パリ五輪では「過去最多193人の選手がLGBTQを公表」も「日本人はゼロ」…なぜ日本では性的マイノリティに対しての偏見がなくならないのか?
LGBTQという言葉は世間に広まったけれど、日本のスポーツ界は相変わらずマッチョで、理解が進んでいるとは言い難い。中には「カミングアウトは自殺と同じ」語るゲイの陸上選手も。そんなアスリートたちの本音に迫った新刊『わたしたち、体育会系LGBTQです』を監修した、立命館大学産業社会学部教授の岡田桂氏に、「スポーツとLGBTQ」の現状を聞いた。
日本は性教育への忌避感が強い国
――とはいえ、日本スポーツ界のLGBTQ認識は英米に比べてかなり遅れているともいわれます。それはなぜでしょうか。
日本では90年代後半から起こったジェンダーフリー教育に対するバッシングによって、教育の中で性に関する知識を教えることに対して、忌避感が高まってしまいました。
その影響で学校教育では性に関する体系的な知識を教える機会は少なく、教員養成課程でもあまり取り扱わないため、そうした知識がほとんどないまま保健体育の教員になっている人も少なくない。
それを変えようと、フェミニズムやジェンダー/セクシュアリティ系の研究者が様々な取り組みをしていますが、実際の教育現場、特に公立校の教員などはかなり行政に縛られるという制約がある。そのため、なかなか系統立った性教育を行うことができない状況かと思います。

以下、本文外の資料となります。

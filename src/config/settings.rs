//! Configuration settings for the colony simulator

use anyhow::{Context, Result};
use serde::{Deserialize, Serialize};
use std::path::PathBuf;
use std::time::Duration;

#[derive(Debug, Clone, Serialize, Deserialize)]
pub struct Settings {
    pub simulation: SimulationConfig,
    pub input: InputConfig,
}

#[derive(Debug, Clone, Serialize, Deserialize)]
pub struct SimulationConfig {
    /// Age at which live cells stop getting older
    pub max_age: u8,
    /// Timer interval between generations, in milliseconds
    pub tick_interval_ms: u64,
}

#[derive(Debug, Clone, Serialize, Deserialize)]
pub struct InputConfig {
    pub seed: SeedMode,
    /// Board file to load when `seed` is `file`
    pub board_file: Option<PathBuf>,
}

#[derive(Debug, Clone, Copy, PartialEq, Eq, Serialize, Deserialize)]
#[serde(rename_all = "snake_case")]
pub enum SeedMode {
    Random,
    File,
}

impl Default for Settings {
    fn default() -> Self {
        Self {
            simulation: SimulationConfig {
                max_age: 12,
                tick_interval_ms: 1500,
            },
            input: InputConfig {
                seed: SeedMode::Random,
                board_file: None,
            },
        }
    }
}

impl Settings {
    /// Load settings from a YAML file
    pub fn from_file(path: &PathBuf) -> Result<Self> {
        let content = std::fs::read_to_string(path)
            .with_context(|| format!("Failed to read config file: {}", path.display()))?;

        let settings: Settings = serde_yaml::from_str(&content)
            .with_context(|| format!("Failed to parse config file: {}", path.display()))?;

        settings.validate()?;
        Ok(settings)
    }

    /// Save settings to a YAML file
    pub fn to_file(&self, path: &PathBuf) -> Result<()> {
        let content = serde_yaml::to_string(self).context("Failed to serialize settings")?;

        if let Some(parent) = path.parent() {
            std::fs::create_dir_all(parent)
                .with_context(|| format!("Failed to create directory: {}", parent.display()))?;
        }

        std::fs::write(path, content)
            .with_context(|| format!("Failed to write config file: {}", path.display()))?;

        Ok(())
    }

    /// Validate the settings
    pub fn validate(&self) -> Result<()> {
        if self.simulation.max_age == 0 {
            anyhow::bail!("Maximum age must be positive");
        }

        if self.simulation.tick_interval_ms == 0 {
            anyhow::bail!("Tick interval must be positive");
        }

        if self.input.seed == SeedMode::File {
            match &self.input.board_file {
                None => anyhow::bail!("Seed mode 'file' requires a board file"),
                Some(path) if !path.exists() => {
                    anyhow::bail!("Board file does not exist: {}", path.display())
                }
                Some(_) => {}
            }
        }

        Ok(())
    }

    /// Merge settings with command line overrides
    pub fn merge_with_cli(&mut self, cli_overrides: &CliOverrides) {
        if let Some(ref board_file) = cli_overrides.board_file {
            self.input.seed = SeedMode::File;
            self.input.board_file = Some(board_file.clone());
        }
        if cli_overrides.random {
            self.input.seed = SeedMode::Random;
        }
        if let Some(interval) = cli_overrides.tick_interval_ms {
            self.simulation.tick_interval_ms = interval;
        }
        if let Some(max_age) = cli_overrides.max_age {
            self.simulation.max_age = max_age;
        }
    }

    /// The timer interval as a `Duration`
    pub fn tick_interval(&self) -> Duration {
        Duration::from_millis(self.simulation.tick_interval_ms)
    }
}

/// Command line overrides for settings
#[derive(Debug, Default)]
pub struct CliOverrides {
    pub board_file: Option<PathBuf>,
    pub random: bool,
    pub tick_interval_ms: Option<u64>,
    pub max_age: Option<u8>,
}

――そういった現状を踏まえ、この本はどのような人たちにどんな風に読まれることを願いますか?
まずは当事者です。スポーツというまだまだ保守的な世界にいる当事者にこそ読んでほしい。昨今はインターネットやSNSによってそれぞれのコミュニティと出会いやすくなり、LGBTQの人々も孤独になりづらくなったと言われていますが、高いレベルでスポーツに関わる人たちが同じ境遇の存在に出会うのはまだまだ難しい。そういう人たちに体験の共有をしていただければと思います。

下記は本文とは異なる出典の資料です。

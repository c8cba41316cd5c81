//! Configuration management for the colony simulator

pub mod settings;

pub use settings::{CliOverrides, InputConfig, SeedMode, Settings, SimulationConfig};
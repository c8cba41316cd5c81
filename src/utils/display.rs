//! Display and output formatting utilities

use crate::game_of_life::Board;

/// Textual board dumps for the console
pub struct BoardFormatter;

impl BoardFormatter {
    /// Format a board in compact form
    pub fn format_compact(board: &Board) -> String {
        let (rows, cols) = board.dimensions();
        let mut output = String::with_capacity(rows * (cols + 1));
        for row in 0..rows {
            for col in 0..cols {
                let age = board.get_or_dead(row as isize, col as isize);
                output.push(if age > 0 { '█' } else { '·' });
            }
            output.push('\n');
        }
        output
    }

    /// Format a board with one digit per cell so ages are readable
    pub fn format_ages(board: &Board) -> String {
        let (rows, cols) = board.dimensions();
        let mut output = String::with_capacity(rows * (cols + 1));
        for row in 0..rows {
            for col in 0..cols {
                let age = board.get_or_dead(row as isize, col as isize);
                output.push(match age {
                    0 => '·',
                    1..=9 => (b'0' + age) as char,
                    _ => '+',
                });
            }
            output.push('\n');
        }
        output
    }
}

/// Color output utilities
pub struct ColorOutput;

impl ColorOutput {
    /// Format text with color (if terminal supports it)
    pub fn colored(text: &str, color: Color) -> String {
        if Self::supports_color() {
            format!("\x1b[{}m{}\x1b[0m", color.code(), text)
        } else {
            text.to_string()
        }
    }

    /// Check if terminal supports color
    fn supports_color() -> bool {
        std::env::var("NO_COLOR").is_err()
            && (std::env::var("TERM").unwrap_or_default() != "dumb")
    }

    /// Format success message
    pub fn success(text: &str) -> String {
        Self::colored(text, Color::Green)
    }

    /// Format error message
    pub fn error(text: &str) -> String {
        Self::colored(text, Color::Red)
    }

    /// Format warning message
    pub fn warning(text: &str) -> String {
        Self::colored(text, Color::Yellow)
    }

    /// Format info message
    pub fn info(text: &str) -> String {
        Self::colored(text, Color::Blue)
    }
}

#[derive(Debug, Clone, Copy)]
pub enum Color {
    Red,
    Green,
    Yellow,
    Blue,
}

impl Color {
    fn code(self) -> u8 {
        match self {
            Color::Red => 31,
            Color::Green => 32,
            Color::Yellow => 33,
            Color::Blue => 34,
        }
    }
}
//! Game of Life core: board storage, seeding, and the transition rule

pub mod grid;
pub mod loader;
pub mod rules;

pub use grid::Board;
pub use loader::{create_example_boards, load_board_from_file, parse_board, random_board};
pub use rules::next_generation;
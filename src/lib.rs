//! Game of Life colony simulator
//!
//! This library animates the lifecycle of a bacteria colony: cells live and
//! die by a fixed neighbor-counting rule and age while they survive. The
//! animation runs on a timer until the colony stabilizes or the user presses
//! a pointer button.

pub mod config;
pub mod error;
pub mod game_of_life;
pub mod render;
pub mod simulation;
pub mod utils;

pub use config::Settings;
pub use error::LifeError;
pub use game_of_life::Board;
pub use simulation::{AnimationDriver, ExitReason, Simulation};

use anyhow::{Context, Result};
use config::SeedMode;
use game_of_life::{load_board_from_file, random_board};
use render::{TerminalDisplay, TerminalEvents};

/// How a finished run ended and what it left behind.
pub struct SimulationOutcome {
    pub reason: ExitReason,
    pub generations: u64,
    pub final_board: Board,
}

/// Seed a board according to the settings: a random colony, or a board file.
pub fn seed_board(settings: &Settings) -> Result<Board> {
    match settings.input.seed {
        SeedMode::Random => {
            let mut rng = rand::rng();
            Ok(random_board(&mut rng, settings.simulation.max_age))
        }
        SeedMode::File => {
            let path = settings
                .input
                .board_file
                .as_ref()
                .context("Seed mode 'file' requires a board file")?;
            Ok(load_board_from_file(path)?)
        }
    }
}

/// Main entry point: seed a board and animate it in the terminal until the
/// colony stabilizes or the user cancels.
pub fn run_simulation(settings: Settings) -> Result<SimulationOutcome> {
    let board = seed_board(&settings)?;
    let mut sim = Simulation::new(board, settings.simulation.max_age);

    let display = TerminalDisplay::new(settings.simulation.max_age)
        .context("Failed to initialize terminal display")?;
    let events = TerminalEvents::new(settings.tick_interval());

    let mut driver = AnimationDriver::new(events, display);
    let reason = driver.run(&mut sim).context("Animation loop failed")?;
    drop(driver); // restores the terminal before anything else prints

    Ok(SimulationOutcome {
        reason,
        generations: sim.generation(),
        final_board: sim.board().clone(),
    })
}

もちろん、一般の方にもぜひ読んでほしいと思います。スポーツの世界にも性的マイノリティの人たちがいて活躍していることが当然なんだということを知ってもらえれば、長期的にではありますが、日本のスポーツ界においてもジェンダーやセクシュアリティについての理解が深まっていくと思いますから。
※後編ではパリ五輪、女子ボクシングのイマネ・ケリフ選手とリン・ユーチン選手をめぐって大きな騒動に発展した性別疑義問題について、引き続き岡田先生にお伺いします。
取材・文/集英社オンライン編集部ニュース班
写真/shutterstock
わたしたち、体育会系LGBTQです 9人のアスリートが告白する「恋」と「勝負」と「生きづらさ」
田澤 健一郎 (著), 岡田 桂 (監修)
2024/7/5
1,980円(税込)
224ページ
ISBN: 978-4797674491
「カミングアウトは自殺と同じ」とゲイの陸上選手は語った――。
「男らしさ」が美徳とされる日本のスポーツ界=体育会。
そこで「性」に悩みながら戦うLGBTQアスリートたちの実話。
LGBTQという言葉は世間に広まったけれど、
日本のスポーツ界は相変わらずマッチョで、根性を見せて戦うことが「男らしい」といわれる。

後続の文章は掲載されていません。